• [Your task] Pull out every line below containing the word "default".

(Stored data)
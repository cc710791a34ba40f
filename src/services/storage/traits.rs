//! Storage capability traits.
//!
//! [`ObjectStore`] is the low-level operational handle used for object calls
//! (put/get/head/list/presign). [`BucketStore`] is the resource handle used
//! for bucket lifecycle calls. The storage clients depend only on these
//! traits, so any backend (or a test double) can stand behind them.

use std::path::Path;

use async_trait::async_trait;
use bytes::Bytes;

use super::error::BackendError;
use super::types::{BucketInfo, ObjectInfo, ObjectMetadata, SignedUrlRequest, StorageType};

/// Object-level operations against one bucket.
///
/// Each method is a single backend round trip (listings may page internally).
/// Implementations must not validate credentials at construction; the first
/// call reports them.
#[async_trait]
pub trait ObjectStore: Send + Sync {
    /// Get the storage type for this handle.
    fn storage_type(&self) -> StorageType;

    /// The bucket every call targets.
    fn bucket(&self) -> &str;

    /// Store `data` under `key`, replacing any existing object.
    async fn put(&self, key: &str, data: Bytes) -> Result<(), BackendError>;

    /// Store the contents of a local file under `key`.
    ///
    /// The default buffers the whole file; backends that can stream override it.
    async fn put_file(&self, key: &str, local_path: &Path) -> Result<(), BackendError> {
        let data = async_fs::read(local_path).await?;
        self.put(key, Bytes::from(data)).await
    }

    /// Read the full object.
    async fn get(&self, key: &str) -> Result<Bytes, BackendError>;

    /// Fetch object metadata without the body.
    async fn head(&self, key: &str) -> Result<ObjectMetadata, BackendError>;

    /// List objects whose key starts with `prefix` (empty lists everything).
    ///
    /// Only objects are returned, never directory markers.
    async fn list(&self, prefix: &str) -> Result<Vec<ObjectInfo>, BackendError>;

    /// Delete one object.
    async fn delete(&self, key: &str) -> Result<(), BackendError>;

    /// Produce a time-limited URL for `request.key`.
    async fn presign(&self, request: &SignedUrlRequest) -> Result<String, BackendError>;

    /// Full URI of an object (e.g. `s3://bucket/path/to/object`).
    fn object_uri(&self, key: &str) -> String {
        format!(
            "{}://{}/{}",
            self.storage_type().scheme(),
            self.bucket(),
            key.trim_start_matches('/')
        )
    }
}

/// Bucket lifecycle operations for an account.
#[async_trait]
pub trait BucketStore: Send + Sync {
    /// List all buckets visible to the credentials.
    async fn list_buckets(&self) -> Result<Vec<BucketInfo>, BackendError>;

    /// Create a bucket.
    async fn create_bucket(&self, name: &str) -> Result<(), BackendError>;

    /// Remove a bucket. The bucket must already be emptied of objects.
    async fn delete_bucket(&self, name: &str) -> Result<(), BackendError>;
}

/// A boxed object store for dynamic dispatch.
pub type BoxedObjectStore = Box<dyn ObjectStore>;

/// A boxed bucket store for dynamic dispatch.
pub type BoxedBucketStore = Box<dyn BucketStore>;

/// The handles produced by [`super::StorageFactory`] for one backend identity.
pub struct StorageHandles {
    /// Operational handle for object calls.
    pub client: BoxedObjectStore,
    /// Resource handle for bucket calls; `None` when the backend offers no
    /// bucket lifecycle.
    pub resource: Option<BoxedBucketStore>,
    /// Endpoint the handles talk to, when not the provider default.
    pub endpoint: Option<String>,
    /// Region the handles are bound to.
    pub region: Option<String>,
}

impl StorageHandles {
    /// Pair an object store with an optional bucket store.
    pub fn new(client: BoxedObjectStore, resource: Option<BoxedBucketStore>) -> Self {
        Self {
            client,
            resource,
            endpoint: None,
            region: None,
        }
    }
}

impl std::fmt::Debug for StorageHandles {
    fn fmt(&self, f: &mut std::fmt::Formatter<'_>) -> std::fmt::Result {
        f.debug_struct("StorageHandles")
            .field("provider", &self.client.storage_type())
            .field("bucket", &self.client.bucket())
            .field("has_resource", &self.resource.is_some())
            .field("endpoint", &self.endpoint)
            .field("region", &self.region)
            .finish()
    }
}
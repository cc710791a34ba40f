//! Relational session helper for Postgres.
//!
//! ```ignore
//! use cloudstore::services::database::{QueryParam, SqlSession};
//!
//! let session = SqlSession::from_env()?;
//! let rows = session
//!     .run_query("SELECT id, name FROM installs WHERE day = $1", &[QueryParam::from("2024-01-01")])
//!     .await?;
//! for row in rows {
//!     println!("{:?}", row.get("NAME"));
//! }
//! ```

mod session;
mod types;

pub use session::{PG_CONN_URL_ENV, SessionOptions, SqlSession};
pub use types::{QueryParam, RowMap};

• [Worked solution]
    /// The default buffers the whole file; backends that can stream override it.
    /// Endpoint the handles talk to, when not the provider default.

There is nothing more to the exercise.